An executive search firm that's able to find candidates who would be suitable
for jobs that pay $1mm+ in total comp is going to be using the network of
people who they already know in order to find those candidates. At that level
of comp you're relying on relationships and recommendations in order to find
candidates (along side, most likely, some judicious use of LinkedIn) rather
than any form of job board.

------
awillen
This seems like a weird theme for a job board. You're lumping in high-level
execs at all kinds of different companies with very high-level engineers and
finance folks and anybody else who makes this kind of comp. If an engineer of
that caliber is looking for a job, why would they come here instead of working
with a dedicated headhunter?

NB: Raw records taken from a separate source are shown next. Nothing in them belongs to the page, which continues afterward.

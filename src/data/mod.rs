//! Tabular data: edge records, CSV loading and the threshold/rescale transform
//!
//! ```text
//!   edges.csv ──► load_edges ──► Vec<EdgeRecord>
//!                                    │
//!                     filter_by_threshold(t)
//!                                    │
//!                               rescale(k)
//!                                    ▼
//!                        graph construction / figures
//! ```

pub mod edge;
pub mod table;
pub mod transform;

pub use edge::EdgeRecord;
pub use table::{load_edges, load_edges_from_path, load_matrix, load_matrix_from_path, EdgeColumns, OccurrenceMatrix};
pub use transform::{distinct_weights, filter_by_threshold, rescale, rescale_values, weight_range};
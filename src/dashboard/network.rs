//! Network figure: one line trace per edge plus a node marker trace

use crate::config::{LayoutAlgorithm, RenderConfig};
use crate::data::{rescale, rescale_values, EdgeRecord};
use crate::figure::{Axis, Figure, FigureLayout, Line, Marker, ScatterTrace, Trace, Values};
use crate::graph::IngredientNetwork;
use flavornet_layout::{shell_layout, shells_by_degree, spring_layout, Point};

/// Place the network's nodes according to the layout settings
pub fn layout_positions(network: &IngredientNetwork, config: &RenderConfig) -> Vec<Point> {
    let view = network.view();
    match config.layout.algorithm {
        LayoutAlgorithm::Spring => spring_layout(&view, &config.layout.spring()),
        LayoutAlgorithm::Shell => {
            let shells = shells_by_degree(&view, config.layout.shells);
            shell_layout(view.node_count, Some(&shells), &config.layout.shell())
        }
    }
}

/// Build the network figure for an already filtered edge set.
///
/// Edge widths and node sizes use the rescaled weights and strengths;
/// hover text keeps the original weights.
pub fn network_figure(
    filtered: &[EdgeRecord],
    network: &IngredientNetwork,
    selected: Option<&str>,
    threshold: f64,
    config: &RenderConfig,
) -> Figure {
    let positions = layout_positions(network, config);
    let mut figure = Figure::new(network_layout(threshold, config));

    // 1. Edges, one trace each so widths can differ
    let rescaled = rescale(filtered, config.rescale_max);
    for (edge, scaled) in network.edges().iter().zip(&rescaled) {
        let (p0, p1) = (positions[edge.source], positions[edge.target]);
        let label = format!("{} - {}: {}", scaled.source, scaled.target, edge.weight);
        figure.push(Trace::Scattergl(ScatterTrace {
            x: vec![p0.x, p1.x],
            y: vec![p0.y, p1.y],
            text: vec![label.clone(), label],
            mode: "lines".to_string(),
            hoverinfo: "text".to_string(),
            line: Some(Line {
                width: config.edge_width + scaled.weight,
                color: config.edge_color.clone(),
            }),
            ..Default::default()
        }));
    }

    if network.is_empty() {
        return figure;
    }

    // 2. Nodes
    let highlight = network.highlight(selected);
    let sizes = rescale_values(&network.strengths(), config.rescale_max)
        .into_iter()
        .map(|s| config.node_size + s)
        .collect();
    let colors = highlight
        .iter()
        .map(|&h| {
            if h {
                config.highlight_color.clone()
            } else {
                config.node_color.clone()
            }
        })
        .collect();

    figure.push(Trace::Scattergl(ScatterTrace {
        x: positions.iter().map(|p| p.x).collect(),
        y: positions.iter().map(|p| p.y).collect(),
        text: network.nodes().map(str::to_string).collect(),
        mode: "markers+text".to_string(),
        hoverinfo: "text".to_string(),
        textposition: Some("top center".to_string()),
        marker: Some(Marker {
            size: Some(Values::PerPoint(sizes)),
            color: Values::PerPoint(colors),
            line: Some(Line {
                width: 2.0,
                color: "rgba(0, 0, 0, .8)".to_string(),
            }),
        }),
        name: Some("ingredients".to_string()),
        ..Default::default()
    }));

    figure
}

fn network_layout(threshold: f64, config: &RenderConfig) -> FigureLayout {
    FigureLayout {
        height: Some(config.height),
        xaxis: Some(Axis::hidden()),
        yaxis: Some(Axis::hidden()),
        ..FigureLayout::default()
    }
    .with_title(format!("Ingredient co-occurrence above {threshold}"))
}
//! HTTP server implementation for the Dashboard

use axum::{
    http::StatusCode,
    response::{Html, IntoResponse},
    routing::get,
    Router,
};
use super::handler::{controls_handler, edges_handler, figures_handler, status_handler, AppState};
use crate::config::{RenderConfig, ServerConfig};
use crate::dashboard::DataContext;
use rust_embed::RustEmbed;
use std::sync::Arc;
use tower_http::cors::CorsLayer;
use tracing::info;

#[derive(RustEmbed)]
#[folder = "src/http/static/"]
struct Assets;

async fn static_handler() -> impl IntoResponse {
    match Assets::get("index.html") {
        Some(page) => Html(String::from_utf8_lossy(page.data.as_ref()).into_owned()).into_response(),
        None => (StatusCode::NOT_FOUND, "index.html not embedded").into_response(),
    }
}

/// Build the dashboard router over shared, read-only state
pub fn build_router(state: Arc<AppState>) -> Router {
    Router::new()
        .route("/", get(static_handler))
        .route("/api/controls", get(controls_handler))
        .route("/api/figures", get(figures_handler))
        .route("/api/edges", get(edges_handler))
        .route("/api/status", get(status_handler))
        .layer(CorsLayer::permissive())
        .with_state(state)
}

/// HTTP server managing the Dashboard API and static assets
pub struct HttpServer {
    state: Arc<AppState>,
    config: ServerConfig,
}

impl HttpServer {
    /// Create a new HTTP server
    pub fn new(ctx: DataContext, render: RenderConfig, config: ServerConfig) -> Self {
        Self {
            state: Arc::new(AppState { ctx, render }),
            config,
        }
    }

    /// Start the HTTP server
    pub async fn start(&self) -> std::io::Result<()> {
        let app = build_router(Arc::clone(&self.state));

        let addr = format!("{}:{}", self.config.address, self.config.port);
        let listener = tokio::net::TcpListener::bind(&addr).await?;

        info!("Dashboard available at http://{}", addr);

        axum::serve(listener, app).await
    }
}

Similarly, why would, say, P&G post an SVP-level
job here rather than working with headhunters who have a network of the type
of people who can fill that role?

I guess what I'm trying to say is it doesn't seem like there's enough in
common with either the people posting jobs of this type or the people looking
for them that you'll be able to get a critical mass of either.

What kind of research did you do with folks on either side of the marketplace
to determine that this would be a viable idea?

------
hackermailman
I don't think any jobs pay salary of $1m+, they typically have a high base of
$600k for university presidents or CEOs, then they are given enormous yearly
bonuses to push the figure over $1m.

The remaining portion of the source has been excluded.